Our No-Institution is of course a problem for sponsorship and funding. We don’t have the “odeur” for bohemian nor bourgeois representation and of course not for commercial sponsors nor foundations that expect us to bring them a return on investment. At the moment there are many changes going on in the funding situation in Switzerland. After the cuts in the visual arts by the Federal Office of Culture we are considering closing down due lack of financial support. We don’t see any changes in private funding and will also not make a program that suits to any financial supporter. Art must be free and defended to all ways of economical exploitation. There is a time to say No. And if you are a No-Institution you are not existing anyway. No?

SS: Do you consider the source of funding as relevant information to be evaluated when accepting commissions or invitations to show at gallery or institution? Do you think that there is enough transparency about this topic?

SW: It is important to know the sources. But to be honest in Switzerland all the financial support is somehow linked to black, off shore or tax heaven money – even if it is coming from a city or the state. Transparency can be made by ways of production or a structure of “resistance”.

SS: For one of the manifestation of the exhibition Abstract Possible - Stockholm Synergies, Maria Lind responded to an invitation to curate a primary exhibition at Bukowskis Auction House, where she developed one of three parts of the show, inviting Goldin+Senneby to devise the framework for it. This gave her the possibility to addressed the topic of private intervention in art funding in a truly straightforward way, aiming at generating a debate on cultural politics, discussing to what extent the need for finding alternative source of funding could compromise the art institution with market strategies. On the contrary, a number of observers pinned their attention on the ambivalence of the project, focussing on the topic of moral responsibility from the side of the curator, being Bukowskis connected to Ludin Oil, a company whose ethical conduct is somewhat dubious. Starting from such a radical example, what strategies do you think could be employed to effectively challenge the attention of media and public authorities on the current status of public funds withdrawal from cultural sector?

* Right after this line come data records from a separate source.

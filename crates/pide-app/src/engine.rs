//! Engine: owns the state, the message channel, and teardown

use std::path::PathBuf;
use std::sync::Arc;

use tokio::sync::mpsc;

use pide_core::prelude::*;
use pide_project::{BuildRunner, DiskPersistence, LanguageService, Persistence, Preferences};

use crate::handler::UpdateAction;
use crate::message::{EditorAction, Message};
use crate::process::process_message;
use crate::state::ProjectContext;

const CHANNEL_CAPACITY: usize = 256;

/// Engine knobs, mostly for tests.
#[derive(Debug, Clone)]
pub struct EngineOptions {
    /// Kick off an automatic debug build right after opening
    pub auto_build: bool,
    /// Where opened-project preferences live; `None` means the platform
    /// config directory
    pub preferences_path: Option<PathBuf>,
}

impl Default for EngineOptions {
    fn default() -> Self {
        Self {
            auto_build: true,
            preferences_path: None,
        }
    }
}

/// Drives one open project: receives messages, applies the update step,
/// dispatches side effects, and tears everything down when the state
/// says the project is closing.
pub struct Engine<B, L> {
    state: ProjectContext,
    runner: Option<Arc<B>>,
    language: Arc<L>,
    msg_tx: mpsc::Sender<Message>,
    msg_rx: mpsc::Receiver<Message>,
    options: EngineOptions,
}

impl<B, L> Engine<B, L>
where
    B: BuildRunner + Sync + 'static,
    L: LanguageService + Sync + 'static,
{
    pub fn new(
        project_path: impl Into<PathBuf>,
        runner: Option<B>,
        language: L,
        class_paths: Vec<String>,
        options: EngineOptions,
    ) -> Self {
        let (msg_tx, msg_rx) = mpsc::channel(CHANNEL_CAPACITY);
        let mut state = ProjectContext::new(project_path, Arc::new(DiskPersistence));
        state.class_paths = class_paths;
        if runner.is_some() {
            state.build.attach_runner();
        }
        Self {
            state,
            runner: runner.map(Arc::new),
            language: Arc::new(language),
            msg_tx,
            msg_rx,
            options,
        }
    }

    /// Sender for feeding user actions and task completions in
    pub fn handle(&self) -> mpsc::Sender<Message> {
        self.msg_tx.clone()
    }

    pub fn state(&self) -> &ProjectContext {
        &self.state
    }

    fn process(&mut self, message: Message) {
        let project_path = self.state.project_path.clone();
        process_message(
            &mut self.state,
            message,
            &self.msg_tx,
            self.runner.as_ref(),
            &self.language,
            &project_path,
        );
    }

    fn startup(&mut self) {
        info!(project = %self.state.project_path.display(), "opening project");

        if let Err(err) = self.save_opened_project() {
            warn!(error = %err, "failed to remember opened project");
        }

        if self.state.language.ensure_started() {
            crate::actions::handle_action(
                UpdateAction::StartLanguageService,
                self.msg_tx.clone(),
                self.runner.clone(),
                self.language.clone(),
                self.state.project_path.clone(),
            );
        }

        // goes through the update step so build gating applies
        if self.options.auto_build {
            self.process(Message::Ui(EditorAction::RunBuild(
                pide_project::BuildTask::AssembleDebug { auto: true },
            )));
        }
    }

    /// Receive and process messages until the project closes.
    pub async fn run(mut self) -> Result<()> {
        self.startup();

        while let Some(message) = self.msg_rx.recv().await {
            self.process(message);
            if self.state.should_close() {
                break;
            }
        }

        self.teardown().await
    }

    async fn teardown(mut self) -> Result<()> {
        info!("tearing down project");

        // handler already did these for a message-driven close; they are
        // repeated for the channel-dropped path
        self.state.build.exit();
        self.state.search.cancel_current();
        let mut pending = std::mem::take(&mut self.state.pending_saves);
        pending.extend(self.state.registry.drain_modified());

        if !pending.is_empty() {
            let persistence = self.state.persistence.clone();
            let failures =
                tokio::task::spawn_blocking(move || persist_pending(persistence.as_ref(), &pending))
                    .await
                    .unwrap_or_default();
            // the loop is gone, so failures are reported directly
            for path in &failures {
                eprintln!("Failed to save {} while closing", path.display());
            }
        }

        if let Some(runner) = &self.runner {
            if let Err(err) = runner.stop_all_daemons().await {
                warn!(error = %err, "failed to stop build daemons during close");
            }
            if let Err(err) = runner.exit().await {
                warn!(error = %err, "build runner exit failed");
            }
        }

        if let Err(err) = self.language.shutdown_all().await {
            warn!(error = %err, "language service shutdown failed");
        }

        if let Err(err) = self.clear_opened_project() {
            warn!(error = %err, "failed to clear opened project");
        }

        info!("project closed");
        Ok(())
    }

    fn preferences_path(&self) -> PathBuf {
        self.options
            .preferences_path
            .clone()
            .unwrap_or_else(Preferences::default_path)
    }

    fn save_opened_project(&self) -> Result<()> {
        let path = self.preferences_path();
        let mut prefs = Preferences::load_from(&path).unwrap_or_default();
        prefs.set_opened_project(&self.state.project_path);
        prefs
            .save_to(&path)
            .with_context(|| format!("Remembering opened project {}", path.display()))
    }

    fn clear_opened_project(&self) -> Result<()> {
        let path = self.preferences_path();
        let mut prefs = Preferences::load_from(&path).unwrap_or_default();
        prefs.clear_opened_project();
        prefs.save_to(&path)
    }
}

/// Best-effort persistence of buffers drained at close. Failures never
/// abort the batch; the paths that could not be written are returned so
/// the caller can surface them.
fn persist_pending(persistence: &dyn Persistence, pending: &[(PathBuf, String)]) -> Vec<PathBuf> {
    let mut failures = Vec::new();
    for (path, text) in pending {
        if let Err(err) = persistence.save(path, text) {
            warn!(path = %path.display(), error = %err, "failed to persist buffer during close");
            failures.push(path.clone());
        }
    }
    failures
}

SW: The only way to work with the current situation is to insist that art is political and therefore there is always a need for a critical debate. Maria Lind seem to have found a good way in treading the complicated situation. It seems that this could be a role model for critical or ethical work with the current funding situation. To make it short: Art should not avoid to get in this ethical trouble – it is somehow its duty to deal with it in a reflected mode.

SS: In 2012 you organised a protest at the Swiss Art Award together with a number or independent art spaces. What was the reason behind? How did this action evolved?

SW: In 2011 the federal parliament introduced a new Cultural Promotion Regulation. The regulation organized the competencies of the Office for Culture and of Pro Helvetia differently than before. But what happened is that prizes for art spaces had been abrogated, which was a hard hit for many self-organized art spaces – even if there were not many prizes awarded. In the end the regulation showed that a structural problem in the support of the visual arts in Switzerland. For example there is almost no support for infrastructures. It seems that self-organized art spaces can exist without paying rents, electricity or heating because funding is always based on temporary projects. This is of course a great joke because semi-permanent structures as well as self-organized spaces provide something that is in great need in the arts. Experiments, debates or opposition here are still possible, compared to the populist duties of institutions as museums or a Kunsthalle.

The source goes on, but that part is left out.